That same year the musicologist Dr Harald Eggebrecht wrote about her in the Süddeutsche Zeitung: “[She] plays the alto saxophone so elegantly and effortlessly that the beauty of the sound she conjures up in Debussy’s Rhapsody for Saxophone and Piano beguiles her listeners.”
Asya Fateyeva, born on the Crimean peninsula in 1990, has a wide repertoire which includes original works written for her instrument, as well as Baroque, Classical and Romantic pieces which she often arranges herself. Fateyeva has set herself the goal of seeing the classical saxophone gain its rightful place in the music world. Now a resident of Hamburg, she began teaching Classical Saxophone at the Musikhochschule Münster in 2014.
The list of Asya Fateyeva’s awards and scholarships is long. As well as coming third in the Adolphe Sax International Competition in 2014, she won numerous first prizes in international competitions in Russia, France and Germany. She also won the German Music Competition in 2012 and, among other awards, received the ZEIT Foundation’s Gerd Bucerius Scholarship and an award from the Orpheum Foundation. In 2015 Asya Fateyeva received the Berenberg Culture Award, endowed with 10,000 euros. Professor Hermann Rauhe, a Member of the Board of Trustees, praised her, saying: “Asya Fateyeva has exceptional talent and stands out from other musicians on account of her warm, elegant playing.”
In the 2015/16 season alone Asya Fateyeva was invited to play concerts in numerous famous concert halls, including in the Gewandhaus in Leipzig (together with the MDR Symphony Orchestra conducted by Kristjan Järvi), in the Berliner Philharmonie, the Konzerthaus Berlin and the Mariinsky Theatre in St Petersburg.

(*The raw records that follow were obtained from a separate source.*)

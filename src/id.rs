//! Code for handling IDs
use anyhow::{Context, Result};
use indexmap::{IndexMap, IndexSet};
use std::collections::HashSet;

/// A trait alias for ID types
pub trait IDLike:
    Eq + std::hash::Hash + std::borrow::Borrow<str> + Clone + std::fmt::Display + From<String>
{
}
impl<T> IDLike for T where
    T: Eq + std::hash::Hash + std::borrow::Borrow<str> + Clone + std::fmt::Display + From<String>
{
}

macro_rules! define_id_type {
    ($name:ident) => {
        #[derive(
            Clone,
            std::hash::Hash,
            PartialEq,
            Eq,
            PartialOrd,
            Ord,
            serde::Deserialize,
            Debug,
            serde::Serialize,
        )]
        /// An ID type (e.g. `PortID`, `VesselID`, etc.)
        pub struct $name(pub std::rc::Rc<str>);

        impl std::borrow::Borrow<str> for $name {
            fn borrow(&self) -> &str {
                &self.0
            }
        }

        impl std::fmt::Display for $name {
            fn fmt(&self, f: &mut std::fmt::Formatter<'_>) -> std::fmt::Result {
                write!(f, "{}", self.0)
            }
        }

        impl From<&str> for $name {
            fn from(s: &str) -> Self {
                $name(std::rc::Rc::from(s))
            }
        }

        impl From<String> for $name {
            fn from(s: String) -> Self {
                $name(std::rc::Rc::from(s))
            }
        }

        impl $name {
            /// Create a new ID from a string slice
            pub fn new(id: &str) -> Self {
                $name(std::rc::Rc::from(id))
            }
        }
    };
}
pub(crate) use define_id_type;

#[cfg(test)]
define_id_type!(GenericID);

/// Indicates that the struct has an ID field
pub trait HasID<ID: IDLike> {
    /// Get the struct's ID
    fn get_id(&self) -> &ID;
}

/// Implement the `HasID` trait for the given type, assuming it has a field called `id`
macro_rules! define_id_getter {
    ($t:ty, $id_ty:ty) => {
        impl crate::id::HasID<$id_ty> for $t {
            fn get_id(&self) -> &$id_ty {
                &self.id
            }
        }
    };
}
pub(crate) use define_id_getter;

/// A data structure containing a set of IDs
pub trait IDCollection<ID: IDLike> {
    /// Get the ID from the collection by its string representation.
    ///
    /// # Arguments
    ///
    /// * `id` - The string representation of the ID
    ///
    /// # Returns
    ///
    /// A copy of the ID in `self`, or an error if not found.
    fn get_id_by_str(&self, id: &str) -> Result<ID>;
}

macro_rules! define_id_methods {
    () => {
        fn get_id_by_str(&self, id: &str) -> Result<ID> {
            let found = self
                .get(id)
                .with_context(|| format!("Unknown ID {id} found"))?;
            Ok(found.clone())
        }
    };
}

impl<ID: IDLike> IDCollection<ID> for HashSet<ID> {
    define_id_methods!();
}

impl<ID: IDLike> IDCollection<ID> for IndexSet<ID> {
    define_id_methods!();
}

impl<ID: IDLike, V> IDCollection<ID> for IndexMap<ID, V> {
    fn get_id_by_str(&self, id: &str) -> Result<ID> {
        let (found, _) = self
            .get_key_value(id)
            .with_context(|| format!("Unknown ID {id} found"))?;
        Ok(found.clone())
    }
}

She also played at the Lucerne Festival.
Further highlights have included performances with the Vienna Symphony Orchestra conducted by Vladimir Fedoseyev in the Musikverein Vienna, with the Tchaikovsky Radio Symphony Orchestra, the Ukrainian National Philharmonic, the Istanbul State Symphony Orchestra and the Giuseppe Verdi Symphony Orchestra of Milan. She has also played with orchestras from Bochum, Bonn, Frankfurt an der Oder and Kassel. Her concerts at festivals in Colmar, Fermo, Cologne, Moscow and St Petersburg, at the Mecklenburg-Western Pomeranian Festival and the Music Festival Spannungen in Heimbach struck a chord with many.

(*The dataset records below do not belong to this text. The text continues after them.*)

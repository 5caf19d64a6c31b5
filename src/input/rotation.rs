//! Code for reading vessel rotations from a CSV file.
use super::{deserialise_days_or_zero, input_err_msg, read_csv_optional};
use crate::id::IDCollection;
use crate::port::PortMap;
use crate::rotation::{Rotation, RouteStop};
use crate::units::Days;
use crate::vessel::VesselID;
use anyhow::{Context, Result};
use indexmap::{IndexMap, IndexSet};
use serde::Deserialize;
use std::path::Path;

const ROTATIONS_FILE_NAME: &str = "rotations.csv";

/// A single stop in a rotation as read from the CSV file
#[derive(PartialEq, Debug, Deserialize)]
struct RouteStopRaw {
    vessel_id: String,
    port_id: String,
    #[serde(deserialize_with = "deserialise_days_or_zero")]
    dwell_days: Days,
}

/// Read the rotation of every vessel.
///
/// The stops of each vessel's rotation appear in the same order as in the file. Vessels with no
/// rows are given an empty rotation.
///
/// # Arguments
///
/// * `model_dir` - Folder containing model configuration files
/// * `vessel_ids` - The IDs of all vessels
/// * `ports` - All known ports
pub fn read_rotations(
    model_dir: &Path,
    vessel_ids: &IndexSet<VesselID>,
    ports: &PortMap,
) -> Result<IndexMap<VesselID, Rotation>> {
    let file_path = model_dir.join(ROTATIONS_FILE_NAME);
    let stops = read_csv_optional::<RouteStopRaw>(&file_path)?;
    read_rotations_from_iter(stops.into_iter(), vessel_ids, ports)
        .with_context(|| input_err_msg(&file_path))
}

fn read_rotations_from_iter<I>(
    iter: I,
    vessel_ids: &IndexSet<VesselID>,
    ports: &PortMap,
) -> Result<IndexMap<VesselID, Rotation>>
where
    I: Iterator<Item = RouteStopRaw>,
{
    let mut rotations: IndexMap<VesselID, Rotation> = vessel_ids
        .iter()
        .map(|id| (id.clone(), Rotation::default()))
        .collect();

    for stop in iter {
        let vessel_id = vessel_ids.get_id_by_str(&stop.vessel_id)?;
        let port_id = ports.get_id_by_str(&stop.port_id)?;
        rotations[&vessel_id].push(RouteStop::new(port_id, stop.dwell_days));
    }

    Ok(rotations)
}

As winner of the first prize at the German Music Competition in 2012, Asya Fateyeva recorded her debut album of works by Mishat, Ibert (for alto saxophone and orchestra), Albright and Decruck (for alto saxophone and piano) in 2015. The project was funded by the German Music Council in cooperation with Deutschlandradio. She won the Best Newcomer ECHO Klassik 2016 award for this CD, which was released under the Genuin classics label.
Asya Fateyeva went on to record the CD Fantasia in 2016 together with the clarinettist Sabine Meyer and the Alliage Quintet. It was released by Sony Classic.
The daughter of a professional footballer, Asya Fateyeva began taking piano lessons with Valentina Nikishina at the age of six. It was Lilija Russanova, her teacher from the age of ten in Simferopol, who gave her an understanding of the French saxophone tradition. Later, she was taught by Professor Margarita Shaposhnikova at the famous Gnessin Institute in Moscow, and took master classes in Gap, France. Asya Fateyeva moved to Germany in 2004. At the Hochschule für Musik und Tanz Köln she was first taught as a junior student by Professor Daniel Gauthier for two years before progressing to her regular course of studies in the French Canadian’s class. Study trips to France, where she was taught by Claude Delangle in Paris and Jean-Denis Michat in Lyons, provided crucial creative inspiration. In 2016 she successfully completed a postgraduate degree in chamber music with her duo partner, the pianist Valeriya Myrosh, at the Hamburg School of Music and Theatre, where her teacher was Professor Niklas Schmidt.